----- Data to examine
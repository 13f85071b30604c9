//! Credential type definitions

use chrono::{DateTime, Utc};
use serde::{Deserialize, Serialize};
use zeroize::{Zeroize, ZeroizeOnDrop};

use crate::crypto::SecretString;
use crate::envelope::FormatVersion;
use crate::expiration::ExpirationClass;
use crate::provider::ProviderId;
use crate::storage::Scope;

/// Number of leading characters shown by [`DecryptedCredential::masked`]
const MASK_PREFIX_LEN: usize = 8;

/// Options for [`super::CredentialStore::store`]
#[derive(Debug, Clone)]
pub struct StoreOptions {
    /// User password; required for durable scope
    pub secret: Option<SecretString>,
    /// Storage tier
    pub scope: Scope,
    /// Expiry policy for the record
    pub expiration: ExpirationClass,
    /// Owning provider; the registry default when `None`
    pub provider: Option<ProviderId>,
}

impl Default for StoreOptions {
    fn default() -> Self {
        Self {
            secret: None,
            scope: Scope::Durable,
            expiration: ExpirationClass::Never,
            provider: None,
        }
    }
}

impl StoreOptions {
    /// Durable, password-protected storage
    pub fn durable(secret: &str) -> Self {
        Self::default().with_secret(secret)
    }

    /// Session storage under the generated session secret
    pub fn session() -> Self {
        Self {
            scope: Scope::Session,
            expiration: ExpirationClass::Session,
            ..Self::default()
        }
    }

    pub fn with_secret(mut self, secret: &str) -> Self {
        self.secret = Some(SecretString::from(secret));
        self
    }

    pub fn expiring(mut self, expiration: ExpirationClass) -> Self {
        self.expiration = expiration;
        self
    }

    pub fn for_provider(mut self, provider: ProviderId) -> Self {
        self.provider = Some(provider);
        self
    }
}

/// Metadata of a stored credential (safe to display)
#[derive(Debug, Clone, PartialEq, Eq, Serialize, Deserialize)]
#[serde(rename_all = "camelCase")]
pub struct StorageRecord {
    pub provider: ProviderId,
    pub scope: Scope,
    pub password_protected: bool,
    pub expiration: ExpirationClass,
    /// Absolute expiry; `None` if the record does not expire by time
    pub expires_at: Option<DateTime<Utc>>,
    /// Envelope generation; `None` if the envelope cannot be parsed
    #[serde(skip)]
    pub format_version: Option<FormatVersion>,
}

/// Decrypted credential value - automatically zeroed when dropped
#[derive(Zeroize, ZeroizeOnDrop)]
pub struct DecryptedCredential {
    /// The actual secret value
    value: String,
}

impl DecryptedCredential {
    /// Create a new decrypted credential
    pub fn new(value: String) -> Self {
        Self { value }
    }

    /// Get the secret value (use carefully)
    pub fn expose(&self) -> &str {
        &self.value
    }

    /// First few characters for display, e.g. "sk-proj-..."
    pub fn masked(&self) -> String {
        let prefix: String = self.value.chars().take(MASK_PREFIX_LEN).collect();
        format!("{}...", prefix)
    }
}

impl std::fmt::Debug for DecryptedCredential {
    fn fmt(&self, f: &mut std::fmt::Formatter<'_>) -> std::fmt::Result {
        f.debug_struct("DecryptedCredential")
            .field("value", &"[REDACTED]")
            .finish()
    }
}
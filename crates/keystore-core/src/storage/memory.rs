//! In-memory storage area
//!
//! Default session scope: everything is gone when the process exits.

use async_trait::async_trait;
use std::collections::HashMap;
use tokio::sync::RwLock;

use super::StorageArea;
use crate::error::Result;

#[derive(Debug, Default)]
pub struct MemoryStorage {
    entries: RwLock<HashMap<String, String>>,
}

impl MemoryStorage {
    pub fn new() -> Self {
        Self::default()
    }

    /// Number of stored entries
    pub async fn len(&self) -> usize {
        self.entries.read().await.len()
    }

    pub async fn is_empty(&self) -> bool {
        self.len().await == 0
    }

    /// All key names, sorted
    pub async fn keys(&self) -> Vec<String> {
        let mut keys: Vec<String> = self.entries.read().await.keys().cloned().collect();
        keys.sort();
        keys
    }
}

#[async_trait]
impl StorageArea for MemoryStorage {
    async fn get(&self, key: &str) -> Result<Option<String>> {
        Ok(self.entries.read().await.get(key).cloned())
    }

    async fn set(&self, key: &str, value: &str) -> Result<()> {
        self.entries
            .write()
            .await
            .insert(key.to_string(), value.to_string());
        Ok(())
    }

    async fn remove(&self, key: &str) -> Result<()> {
        self.entries.write().await.remove(key);
        Ok(())
    }

    async fn contains(&self, key: &str) -> Result<bool> {
        Ok(self.entries.read().await.contains_key(key))
    }

    fn backend_name(&self) -> &'static str {
        "Memory Storage"
    }
}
----------
Print the data in full. Match it exactly.

repository 13f85071b30604c9
//! Credential type definitions

use chrono::{DateTime, Utc};
use serde::{Deserialize, Serialize};
use zeroize::{Zeroize, ZeroizeOnDrop};

use crate::crypto::SecretString;
use crate::envelope::FormatVersion;
use crate::expiration::ExpirationClass;
use crate::provider::ProviderId;
use crate::storage::Scope;

/// Number of leading characters shown by [`DecryptedCredential::masked`]
const MASK_PREFIX_LEN: usize = 8;

/// Options for [`super::CredentialStore::store`]
#[derive(Debug, Clone)]
pub struct StoreOptions {
    /// User password; required for durable scope
    pub secret: Option<SecretString>,
    /// Storage tier
    pub scope: Scope,
    /// Expiry policy for the record
    pub expiration: ExpirationClass,
    /// Owning provider; the registry default when `None`
    pub provider: Option<ProviderId>,
}

impl Default for StoreOptions {
    fn default() -> Self {
        Self {
            secret: None,
            scope: Scope::Durable,
            expiration: ExpirationClass::Never,
            provider: None,
        }
    }
}

impl StoreOptions {
    /// Durable, password-protected storage
    pub fn durable(secret: &str) -> Self {
        Self::default().with_secret(secret)
    }

    /// Session storage under the generated session secret
    pub fn session() -> Self {
        Self {
            scope: Scope::Session,
            expiration: ExpirationClass::Session,
            ..Self::default()
        }
    }

    pub fn with_secret(mut self, secret: &str) -> Self {
        self.secret = Some(SecretString::from(secret));
        self
    }

    pub fn expiring(mut self, expiration: ExpirationClass) -> Self {
        self.expiration = expiration;
        self
    }

    pub fn for_provider(mut self, provider: ProviderId) -> Self {
        self.provider = Some(provider);
        self
    }
}

/// Metadata of a stored credential (safe to display)
#[derive(Debug, Clone, PartialEq, Eq, Serialize, Deserialize)]
#[serde(rename_all = "camelCase")]
pub struct StorageRecord {
    pub provider: ProviderId,
    pub scope: Scope,
    pub password_protected: bool,
    pub expiration: ExpirationClass,
    /// Absolute expiry; `None` if the record does not expire by time
    pub expires_at: Option<DateTime<Utc>>,
    /// Envelope generation; `None` if the envelope cannot be parsed
    #[serde(skip)]
    pub format_version: Option<FormatVersion>,
}

/// Decrypted credential value - automatically zeroed when dropped
#[derive(Zeroize, ZeroizeOnDrop)]
pub struct DecryptedCredential {
    /// The actual secret value
    value: String,
}

impl DecryptedCredential {
    /// Create a new decrypted credential
    pub fn new(value: String) -> Self {
        Self { value }
    }

    /// Get the secret value (use carefully)
    pub fn expose(&self) -> &str {
        &self.value
    }

    /// First few characters for display, e.g. "sk-proj-..."
    pub fn masked(&self) -> String {
        let prefix: String = self.value.chars().take(MASK_PREFIX_LEN).collect();
        format!("{}...", prefix)
    }
}

impl std::fmt::Debug for DecryptedCredential {
    fn fmt(&self, f: &mut std::fmt::Formatter<'_>) -> std::fmt::Result {
        f.debug_struct("DecryptedCredential")
            .field("value", &"[REDACTED]")
            .finish()
    }
}
filename crates/keystore-core/src/storage/memory.rs
//! In-memory storage area
//!
//! Default session scope: everything is gone when the process exits.

use async_trait::async_trait;
use std::collections::HashMap;
use tokio::sync::RwLock;

use super::StorageArea;
use crate::error::Result;

#[derive(Debug, Default)]
pub struct MemoryStorage {
    entries: RwLock<HashMap<String, String>>,
}

impl MemoryStorage {
    pub fn new() -> Self {
        Self::default()
    }

    /// Number of stored entries
    pub async fn len(&self) -> usize {
        self.entries.read().await.len()
    }

    pub async fn is_empty(&self) -> bool {
        self.len().await == 0
    }

    /// All key names, sorted
    pub async fn keys(&self) -> Vec<String> {
        let mut keys: Vec<String> = self.entries.read().await.keys().cloned().collect();
        keys.sort();
        keys
    }
}

#[async_trait]
impl StorageArea for MemoryStorage {
    async fn get(&self, key: &str) -> Result<Option<String>> {
        Ok(self.entries.read().await.get(key).cloned())
    }

    async fn set(&self, key: &str, value: &str) -> Result<()> {
        self.entries
            .write()
            .await
            .insert(key.to_string(), value.to_string());
        Ok(())
    }

    async fn remove(&self, key: &str) -> Result<()> {
        self.entries.write().await.remove(key);
        Ok(())
    }

    async fn contains(&self, key: &str) -> Result<bool> {
        Ok(self.entries.read().await.contains_key(key))
    }

    fn backend_name(&self) -> &'static str {
        "Memory Storage"
    }
}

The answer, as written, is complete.